In KISSlicer, the nominal extrusion width w is interpreted as if the cross section of the extrusion was rectangular. Let h be the layer height, then the area of the rectangular cross-section is A=w·h, and KISSlicer sets the current extrusion rate accordingly. In reality, however, the sides of the extrusion of a peripheral loop are not rectangular but round (like a smaller rectangle flanked by two half circles left and right), and since A and h are fixed, the true shape turns out to be a bit wider than the defined extrusion width w. How much wider depends on the layer height h. The width of the rounded shape is w+(1-pi/4)·h, so assuming w=0.3 and h=0.2 the thin wall should measure w'=0.343.
By the way, when calculating a correction factor for the extrusion gain, the measured width should be corrected for the pi-term. Say the extrusion gain e results in the measured extrusion with w' of the thin wall. Then the corrected gain e' is e'=e·w/(w'-(1-pi/4)·h).

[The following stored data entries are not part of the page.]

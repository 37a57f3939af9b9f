//! Error types for the key/value mapping engine.
//!
//! # Usage
//!
//! ```rust
//! use oar_kvmap::core::config::ConfigError;
//! use oar_kvmap::core::errors::{KvMapError, ProcessingStage};
//!
//! // Wrap a lower-level failure with the stage it happened in
//! let error = KvMapError::processing(
//!     ProcessingStage::OcrLoad,
//!     "reading domain OCR for invoice_01",
//!     std::io::Error::new(std::io::ErrorKind::NotFound, "invoice_01.json"),
//! );
//! assert!(error.report().contains("invoice_01.json"));
//!
//! // Validation failures convert into a configuration error
//! let config_error: KvMapError = ConfigError::ZeroCount { field: "etc_fuzzy_words" }.into();
//! assert!(matches!(config_error, KvMapError::ConfigError { .. }));
//! ```

pub mod types;

pub use types::{KvMapError, ProcessingStage};

/// Convenient result alias for fallible operations around the alignment core.
pub type KvMapResult<T> = Result<T, KvMapError>;
//! Utility functions shared by the library and its front ends.
//!
//! This module provides logging setup and JSON file helpers that attach the
//! failing [`ProcessingStage`] to I/O and parse errors.

use std::fs;
use std::path::Path;

use serde::Serialize;
use serde::de::DeserializeOwned;

use crate::core::errors::{KvMapError, KvMapResult, ProcessingStage};

/// Initializes the tracing subscriber for logging.
///
/// The filter is read from `RUST_LOG`.
pub fn init_tracing() {
    use tracing_subscriber::{layer::SubscriberExt, util::SubscriberInitExt};

    tracing_subscriber::registry()
        .with(tracing_subscriber::EnvFilter::from_default_env())
        .with(tracing_subscriber::fmt::layer())
        .init();
}

/// Reads and decodes a JSON file.
pub fn read_json<T: DeserializeOwned>(path: &Path, stage: ProcessingStage) -> KvMapResult<T> {
    let raw = fs::read_to_string(path)
        .map_err(|e| KvMapError::processing(stage, format!("reading {}", path.display()), e))?;
    serde_json::from_str(&raw)
        .map_err(|e| KvMapError::processing(stage, format!("parsing {}", path.display()), e))
}

/// Writes `value` as pretty-printed JSON, creating parent directories.
pub fn write_json_pretty<T: Serialize + ?Sized>(path: &Path, value: &T) -> KvMapResult<()> {
    let write = || -> Result<(), std::io::Error> {
        if let Some(parent) = path.parent().filter(|p| !p.as_os_str().is_empty()) {
            fs::create_dir_all(parent)?;
        }
        let mut body = serde_json::to_string_pretty(value)?;
        body.push('\n');
        fs::write(path, body)
    };
    write().map_err(|e| {
        KvMapError::processing(
            ProcessingStage::OutputWrite,
            format!("writing {}", path.display()),
            e,
        )
    })
}
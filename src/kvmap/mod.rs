//! Template alignment pipeline.
//!
//! This module turns a hand-annotated template plus two OCR word lists for a
//! new image into relocated annotations. It includes:
//!
//! - [`context`]: per-run working state (moved boxes, deltas, stage bookkeeping)
//! - [`stages`]: candidate preparation and the three KEY stages, plus ETC placement
//! - [`assembler`]: the auto-mapping result and the matched-manual view
//! - [`result`]: output types and run statistics
//! - [`aligner`]: the configured entry point
//!
//! The pipeline is pure and synchronous. It never fails on OCR content:
//! annotations without evidence are tagged unmatched instead.

pub mod aligner;
pub mod assembler;
pub mod context;
pub mod result;
pub mod stages;

pub use aligner::{align, TemplateAligner};
pub use context::{AlignmentContext, EtcMatchMethod, MatchStage};
pub use result::{AlignmentResult, AlignmentStats, CandidateSet, RelocatedAnnotation};
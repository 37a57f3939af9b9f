//! Reconstruction of text lines from word-level OCR fragments.
//!
//! Two groupings are provided. [`LineMerger::merge_into_spans`] joins words
//! that sit on the same row separated by roughly one space into a single span.
//! [`LineMerger::split_into_lines`] works on the larger scale: it cuts a set of
//! words into physical lines wherever the vertical gap between consecutive
//! words exceeds a multiple of the mean word height.

use itertools::Itertools;

use crate::core::config::AlignConfig;
use crate::domain::words::Word;
use crate::processors::geometry::BoundingBox;

/// A group of words emitted as one line.
#[derive(Debug, Clone, PartialEq)]
pub struct LineGroup {
    /// Union of the member boxes.
    pub bbox: BoundingBox,
    /// Member texts joined with a single space.
    pub text: String,
    /// Number of merged words.
    pub word_count: usize,
}

impl LineGroup {
    fn from_members(members: &[&Word]) -> Option<Self> {
        let bbox = BoundingBox::union_all(members.iter().map(|w| &w.bbox))?;
        Some(Self {
            bbox,
            text: members.iter().map(|w| w.text.as_str()).join(" "),
            word_count: members.len(),
        })
    }

    /// The group as a canonical word.
    pub fn into_word(self) -> Word {
        Word::new(self.bbox, self.text)
    }
}

/// Groups words into rows and lines using height-relative thresholds.
#[derive(Debug, Clone)]
pub struct LineMerger {
    same_line_factor: f32,
    space_gap_factor: f32,
    line_break_factor: f32,
}

impl Default for LineMerger {
    fn default() -> Self {
        Self::from_config(&AlignConfig::default())
    }
}

impl LineMerger {
    pub fn from_config(config: &AlignConfig) -> Self {
        Self {
            same_line_factor: config.same_line_factor,
            space_gap_factor: config.space_gap_factor,
            line_break_factor: config.line_break_factor,
        }
    }

    /// Mean box height, 0.0 for an empty set.
    pub fn average_height<'a>(words: impl IntoIterator<Item = &'a Word>) -> f32 {
        let (sum, count) = words
            .into_iter()
            .fold((0.0f32, 0usize), |(sum, count), w| (sum + w.bbox.height(), count + 1));
        if count == 0 { 0.0 } else { sum / count as f32 }
    }

    /// Greedy row assembly.
    ///
    /// Words are put in [`reading_order`]. Starting from each
    /// unconsumed word, every later unconsumed word is absorbed when it shares
    /// the row with the last absorbed word and the horizontal gap to it lies
    /// within `[0, avg_height * space_gap_factor]`. Each row becomes one span,
    /// its members ordered left to right.
    pub fn merge_into_spans(&self, words: &[Word]) -> Vec<LineGroup> {
        if words.is_empty() {
            return Vec::new();
        }

        let avg_height = Self::average_height(words);
        let row_tolerance = avg_height * self.same_line_factor;
        let max_gap = avg_height * self.space_gap_factor;

        let sorted = reading_order(words, row_tolerance);

        let mut used = vec![false; sorted.len()];
        let mut spans = Vec::new();

        for i in 0..sorted.len() {
            if used[i] {
                continue;
            }
            used[i] = true;
            let mut cluster = vec![sorted[i]];
            let mut last = sorted[i];

            for j in (i + 1)..sorted.len() {
                if used[j] {
                    continue;
                }
                let current = sorted[j];
                if (last.bbox.y_mid() - current.bbox.y_mid()).abs() >= row_tolerance {
                    continue;
                }
                let gap = current.bbox.x1 - last.bbox.x2;
                if (0.0..=max_gap).contains(&gap) {
                    cluster.push(current);
                    used[j] = true;
                    last = current;
                }
            }

            cluster.sort_by(|a, b| a.bbox.x1.total_cmp(&b.bbox.x1));
            spans.extend(LineGroup::from_members(&cluster));
        }

        tracing::debug!(words = words.len(), spans = spans.len(), "merged words into spans");
        spans
    }

    /// Line-break grouping.
    ///
    /// Words are stably ordered by top edge; a new group starts whenever the
    /// gap between a word's top and the previous word's bottom exceeds
    /// `avg_height * line_break_factor`. Each group is joined in
    /// [`reading_order`].
    pub fn split_into_lines(&self, words: &[&Word]) -> Vec<LineGroup> {
        if words.is_empty() {
            return Vec::new();
        }

        let mut sorted: Vec<&Word> = words.to_vec();
        sorted.sort_by(|a, b| a.bbox.y1.total_cmp(&b.bbox.y1));

        let avg_height = Self::average_height(sorted.iter().copied());
        let threshold = avg_height * self.line_break_factor;
        let row_tolerance = avg_height * self.same_line_factor;

        let mut groups: Vec<Vec<&Word>> = Vec::new();
        let mut current: Vec<&Word> = Vec::new();
        for word in sorted {
            if let Some(prev) = current.last() {
                if word.bbox.y1 - prev.bbox.y2 > threshold {
                    groups.push(std::mem::take(&mut current));
                }
            }
            current.push(word);
        }
        groups.push(current);

        groups
            .into_iter()
            .filter_map(|members| {
                LineGroup::from_members(&reading_order(members, row_tolerance))
            })
            .collect()
    }
}

/// Orders words in row bands, top to bottom, then left to right inside a band.
///
/// Words are scanned by vertical centre; a band holds every word whose centre
/// lies within `row_tolerance` of the band's first word.
pub fn reading_order<'a>(
    words: impl IntoIterator<Item = &'a Word>,
    row_tolerance: f32,
) -> Vec<&'a Word> {
    let by_centre: Vec<&Word> = words
        .into_iter()
        .sorted_by(|a, b| a.bbox.y_mid().total_cmp(&b.bbox.y_mid()))
        .collect();

    let mut ordered = Vec::with_capacity(by_centre.len());
    let mut band: Vec<&Word> = Vec::new();
    for word in by_centre {
        if let Some(first) = band.first() {
            if (word.bbox.y_mid() - first.bbox.y_mid()).abs() >= row_tolerance {
                band.sort_by(|a, b| a.bbox.x1.total_cmp(&b.bbox.x1));
                ordered.append(&mut band);
            }
        }
        band.push(word);
    }
    band.sort_by(|a, b| a.bbox.x1.total_cmp(&b.bbox.x1));
    ordered.append(&mut band);
    ordered
}

#[cfg(test)]
mod tests {
    use super::*;

    fn word(text: &str, x1: f32, y1: f32, x2: f32, y2: f32) -> Word {
        Word::new(BoundingBox::from_coords(x1, y1, x2, y2), text)
    }

    #[test]
    fn test_space_sized_gap_merges() {
        let words = vec![word("A", 0.0, 0.0, 40.0, 20.0), word("B", 45.0, 0.0, 80.0, 20.0)];
        let spans = LineMerger::default().merge_into_spans(&words);
        assert_eq!(spans.len(), 1);
        assert_eq!(spans[0].text, "A B");
        assert_eq!(spans[0].bbox, BoundingBox::from_coords(0.0, 0.0, 80.0, 20.0));
        assert_eq!(spans[0].word_count, 2);
    }

    #[test]
    fn test_wide_gap_and_overlap_split_fields() {
        let words = vec![
            word("Date", 0.0, 0.0, 40.0, 20.0),
            word("2024-01-03", 100.0, 0.0, 200.0, 20.0),
            // overlaps the first word: negative gap
            word("x", 30.0, 2.0, 50.0, 18.0),
        ];
        let spans = LineMerger::default().merge_into_spans(&words);
        let texts: Vec<_> = spans.iter().map(|s| s.text.as_str()).collect();
        assert_eq!(texts, vec!["Date", "x", "2024-01-03"]);
    }

    #[test]
    fn test_row_chain_skips_distant_words() {
        // "Stamp" sorts between "Port" and "of" by vertical centre but is too
        // far right; it is skipped without ending the row
        let words = vec![
            word("Port", 0.0, 0.0, 40.0, 20.0),
            word("Stamp", 500.0, 2.0, 560.0, 22.0),
            word("of", 50.0, 3.0, 70.0, 23.0),
            word("below", 0.0, 40.0, 40.0, 60.0),
        ];
        let spans = LineMerger::default().merge_into_spans(&words);
        let texts: Vec<_> = spans.iter().map(|s| s.text.as_str()).collect();
        assert_eq!(texts, vec!["Port of", "Stamp", "below"]);
    }

    #[test]
    fn test_vertical_jitter_keeps_row_together() {
        // "B" sits one pixel higher than "A"
        let words = vec![word("A", 0.0, 1.0, 40.0, 21.0), word("B", 45.0, 0.0, 80.0, 20.0)];
        let spans = LineMerger::default().merge_into_spans(&words);
        assert_eq!(spans.len(), 1);
        assert_eq!(spans[0].text, "A B");
        assert_eq!(spans[0].bbox, BoundingBox::from_coords(0.0, 0.0, 80.0, 21.0));
    }

    #[test]
    fn test_reading_order_bands_rows() {
        let words = vec![
            word("C", 0.0, 40.0, 30.0, 60.0),
            word("B", 50.0, 0.0, 80.0, 20.0),
            word("A", 0.0, 3.0, 40.0, 23.0),
        ];
        let ordered = reading_order(&words, 10.0);
        let texts: Vec<_> = ordered.iter().map(|w| w.text.as_str()).collect();
        assert_eq!(texts, vec!["A", "B", "C"]);
    }

    #[test]
    fn test_merge_input_order_does_not_matter() {
        let words = vec![
            word("B", 45.0, 0.0, 80.0, 20.0),
            word("C", 0.0, 50.0, 30.0, 70.0),
            word("A", 0.0, 0.0, 40.0, 20.0),
        ];
        let mut reversed = words.clone();
        reversed.reverse();
        let merger = LineMerger::default();
        assert_eq!(merger.merge_into_spans(&words), merger.merge_into_spans(&reversed));
    }

    #[test]
    fn test_line_break_split() {
        let first = word("SEOUL", 0.0, 0.0, 60.0, 20.0);
        let second = word("KOREA", 0.0, 60.0, 60.0, 80.0);
        let merger = LineMerger::default();

        // gap 40 > 20 * 1.5
        let lines = merger.split_into_lines(&[&second, &first]);
        assert_eq!(lines.len(), 2);
        assert_eq!(lines[0].text, "SEOUL");
        assert_eq!(lines[1].text, "KOREA");

        // gap 5 stays in one group
        let close = word("KOREA", 0.0, 25.0, 60.0, 45.0);
        let lines = merger.split_into_lines(&[&first, &close]);
        assert_eq!(lines.len(), 1);
        assert_eq!(lines[0].text, "SEOUL KOREA");
        assert_eq!(lines[0].bbox, BoundingBox::from_coords(0.0, 0.0, 60.0, 45.0));
    }

    #[test]
    fn test_line_joins_left_to_right() {
        let amount = word("1,200", 0.0, 1.0, 50.0, 21.0);
        let unit = word("KG", 60.0, 0.0, 85.0, 20.0);
        let below = word("NET", 0.0, 24.0, 40.0, 44.0);
        let lines = LineMerger::default().split_into_lines(&[&unit, &below, &amount]);
        assert_eq!(lines.len(), 1);
        assert_eq!(lines[0].text, "1,200 KG NET");
    }

    #[test]
    fn test_empty_inputs() {
        let merger = LineMerger::default();
        assert!(merger.merge_into_spans(&[]).is_empty());
        assert!(merger.split_into_lines(&[]).is_empty());
        assert_eq!(LineMerger::average_height(&[]), 0.0);
    }
}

Side note 1: The effective extrusion volume depends somewhat (very little though) on the back-pressure caused by the material flow in the hot end and the printed part itself. For example, when printing the outer loop (or a thin wall), the extruded material has more options to evade than, say, when printing the inner loop where the material has to push against the next outer loop. I still would not recommend to set the extrusion gain so that the thin wall object will be over-extruded, but it should also not turn out to be much under-extruded.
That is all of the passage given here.